Num regime low carb, embora habitualmente a ingestão deste macronutriente aumente progressivamente no decorrer da dieta, devem ser ingeridas 20 a 60 gramas por dia, o correspondente a cerca de 80 a 240 calorias. Deste modo, uma dieta low carb exclui ou reduz consideravelmente a ingestão da maior parte dos cereais, leguminosas, frutos, pães, doces, massas, vegetais ricos em amido e, por vezes, frutos secos e sementes. Por outro lado, assenta numa maior ingestão de proteína (carne, peixe, ovos) e de gorduras saudáveis, assim como de vegetais com baixo teor de amido.

Para que serve a dieta low carb
Em determinadas situações, cortar nos hidratos de carbono pode ser benéfico, como quando o objetivo é perder peso. Numa fase inicial, uma dieta low carb é uma boa forma de potenciar a perda de quilos extra e, comparativamente a uma normal ingestão de proteína, beneficia mais a perda de peso e de massa gorda.
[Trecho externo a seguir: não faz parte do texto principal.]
// ABOUTME: Certificate kinds and the PREFIX-YYYYMMDD-NNN certificate number
// ABOUTME: The number is the public lookup key; its prefix identifies the issuing site
//
// SPDX-License-Identifier: MIT OR Apache-2.0
// Copyright (c) 2025 Pierre Fitness Intelligence

use crate::errors::{DomainError, DomainResult};
use chrono::NaiveDate;
use serde::{Deserialize, Serialize};
use std::fmt;
use std::str::FromStr;

/// Largest serial that fits the 4-digit format
const MAX_SERIAL: u32 = 9_999;

/// Kind of certificate
#[derive(Debug, Clone, Copy, PartialEq, Eq, Hash, Serialize, Deserialize)]
#[serde(rename_all = "snake_case")]
pub enum CertificateKind {
    /// Earned by completing a course
    Completion,
    /// Awarded by an administrator, not tied to a course
    Recognition,
}

impl CertificateKind {
    /// Convert to database string representation
    #[must_use]
    pub const fn as_str(&self) -> &'static str {
        match self {
            Self::Completion => "completion",
            Self::Recognition => "recognition",
        }
    }

    /// Parse from database string representation
    ///
    /// # Errors
    ///
    /// Returns `DomainError::Corrupt` for unknown kinds
    pub fn parse(s: &str) -> DomainResult<Self> {
        match s {
            "completion" => Ok(Self::Completion),
            "recognition" => Ok(Self::Recognition),
            other => Err(DomainError::corrupt(format!(
                "unknown certificate type '{other}'"
            ))),
        }
    }
}

/// Validate a site certificate prefix: one or more ASCII uppercase letters
///
/// # Errors
///
/// Returns `DomainError::Invalid` if the prefix is empty or has other characters
pub fn validate_prefix(prefix: &str) -> DomainResult<()> {
    if prefix.is_empty() || !prefix.bytes().all(|b| b.is_ascii_uppercase()) {
        return Err(DomainError::invalid(format!(
            "Certificate prefix '{prefix}' must be uppercase letters only"
        )));
    }
    Ok(())
}

/// Certificate number `PREFIX-YYYYMMDD-SERIAL`
#[derive(Debug, Clone, PartialEq, Eq, Hash)]
pub struct CertificateNumber {
    prefix: String,
    issued_on: NaiveDate,
    serial: u32,
}

impl CertificateNumber {
    /// Build a number for the `serial`-th certificate of `prefix` on `issued_on`
    ///
    /// # Errors
    ///
    /// Returns `DomainError::Invalid` for a bad prefix or a serial outside `1..=9999`
    pub fn new(prefix: &str, issued_on: NaiveDate, serial: u32) -> DomainResult<Self> {
        validate_prefix(prefix)?;
        if serial == 0 || serial > MAX_SERIAL {
            return Err(DomainError::invalid(format!(
                "Certificate serial {serial} is out of range"
            )));
        }
        Ok(Self {
            prefix: prefix.to_owned(),
            issued_on,
            serial,
        })
    }

    /// `LIKE` pattern matching every number of `prefix` issued on `day`
    #[must_use]
    pub fn day_pattern(prefix: &str, day: NaiveDate) -> String {
        format!("{prefix}-{}-%", day.format("%Y%m%d"))
    }

    /// Issuing site's prefix
    #[must_use]
    pub fn prefix(&self) -> &str {
        &self.prefix
    }

    /// Day of issuance
    #[must_use]
    pub const fn issued_on(&self) -> NaiveDate {
        self.issued_on
    }

    /// Serial within the prefix and day
    #[must_use]
    pub const fn serial(&self) -> u32 {
        self.serial
    }
}

impl fmt::Display for CertificateNumber {
    fn fmt(&self, f: &mut fmt::Formatter<'_>) -> fmt::Result {
        write!(
            f,
            "{}-{}-{:03}",
            self.prefix,
            self.issued_on.format("%Y%m%d"),
            self.serial
        )
    }
}

impl FromStr for CertificateNumber {
    type Err = DomainError;

    fn from_str(s: &str) -> Result<Self, Self::Err> {
        let malformed = || DomainError::invalid(format!("Malformed certificate number '{s}'"));

        let mut parts = s.split('-');
        let (Some(prefix), Some(date), Some(serial), None) =
            (parts.next(), parts.next(), parts.next(), parts.next())
        else {
            return Err(malformed());
        };

        if date.len() != 8 || !date.bytes().all(|b| b.is_ascii_digit()) {
            return Err(malformed());
        }
        if !(3..=4).contains(&serial.len()) || !serial.bytes().all(|b| b.is_ascii_digit()) {
            return Err(malformed());
        }

        let issued_on = NaiveDate::parse_from_str(date, "%Y%m%d").map_err(|_| malformed())?;
        let serial: u32 = serial.parse().map_err(|_| malformed())?;
        Self::new(prefix, issued_on, serial).map_err(|_| malformed())
    }
}
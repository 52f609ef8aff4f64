//! The archive differencer (C5, archive half): streaming entry extraction
//! with path sanitization and decompression-bomb guards (spec.md §4.5).

pub mod bomb_guard;
pub mod compare;
pub mod fnv;
pub mod sanitize;

pub use compare::compare_archive;
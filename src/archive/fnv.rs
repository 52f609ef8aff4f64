//! Two independent FNV-1a 64-bit hashes (distinct offset bases), used by the
//! archive differencer's hashed comparison strategy (spec.md §4.5: "stream-
//! hash each entry with two independent FNV-1a-style 64-bit hashes ...
//! collision probability is negligible for equality purposes").

const FNV_PRIME: u64 = 0x0000_0100_0000_01B3;
const FNV_OFFSET_BASIS_A: u64 = 0xcbf2_9ce4_8422_2325;
/// A second, distinct basis so the two hashes are independent — a
/// collision in one is very unlikely to coincide with a collision in the
/// other.
const FNV_OFFSET_BASIS_B: u64 = 0x9e37_79b9_7f4a_7c15;

/// Streaming FNV-1a 64-bit hasher.
#[derive(Debug, Clone, Copy)]
pub struct Fnv1a(u64);

impl Fnv1a {
    fn with_basis(basis: u64) -> Self {
        Self(basis)
    }

    fn update(&mut self, bytes: &[u8]) {
        for &b in bytes {
            self.0 ^= b as u64;
            self.0 = self.0.wrapping_mul(FNV_PRIME);
        }
    }

    fn finish(self) -> u64 {
        self.0
    }
}

/// The pair of independent hashes accumulated over one archive entry.
#[derive(Debug, Clone, Copy)]
pub struct DualFnv {
    lo: Fnv1a,
    hi: Fnv1a,
}

impl Default for DualFnv {
    fn default() -> Self {
        Self {
            lo: Fnv1a::with_basis(FNV_OFFSET_BASIS_A),
            hi: Fnv1a::with_basis(FNV_OFFSET_BASIS_B),
        }
    }
}

impl DualFnv {
    pub fn new() -> Self {
        Self::default()
    }

    pub fn update(&mut self, bytes: &[u8]) {
        self.lo.update(bytes);
        self.hi.update(bytes);
    }

    pub fn finish(self) -> (u64, u64) {
        (self.lo.finish(), self.hi.finish())
    }
}

#[cfg(test)]
mod tests {
    use super::*;

    #[test]
    fn same_bytes_same_hash() {
        let mut a = DualFnv::new();
        a.update(b"hello world");
        let mut b = DualFnv::new();
        b.update(b"hello world");
        assert_eq!(a.finish(), b.finish());
    }

    #[test]
    fn different_bytes_different_hash() {
        let mut a = DualFnv::new();
        a.update(b"hello world");
        let mut b = DualFnv::new();
        b.update(b"hello worle");
        assert_ne!(a.finish(), b.finish());
    }

    #[test]
    fn streamed_updates_match_single_update() {
        let mut streamed = DualFnv::new();
        streamed.update(b"hello ");
        streamed.update(b"world");
        let mut whole = DualFnv::new();
        whole.update(b"hello world");
        assert_eq!(streamed.finish(), whole.finish());
    }

    #[test]
    fn lo_and_hi_are_independent() {
        let mut h = DualFnv::new();
        h.update(b"anything");
        let (lo, hi) = h.finish();
        assert_ne!(lo, hi);
    }
}
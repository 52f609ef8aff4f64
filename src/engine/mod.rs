//! The chunked equality engine (C4): full compare and quick-check.

pub mod compare;

pub use compare::{full_compare, quick_check, CompareVerdict, QuickCheckOutcome};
Além disso, por ser mais rica em proteína e gordura, prolonga a saciedade, levando-nos a comer menos. Este tipo de dieta pode ainda ajudar a prevenir, ou a melhorar, certas doenças, como as cardiovasculares, a síndrome metabólica, a diabetes, a pressão arterial alta, os valores do colesterol HDL (o bom) e dos triglicerídeos. É, contudo, importante não reduzir demasiado a sua ingestão, levando, por exemplo, a carências nutricionais. Para que seja feita de forma equilibrada, uma dieta low carb deve ser feita e seguida sob recomendação do seu médico ou nutricionista.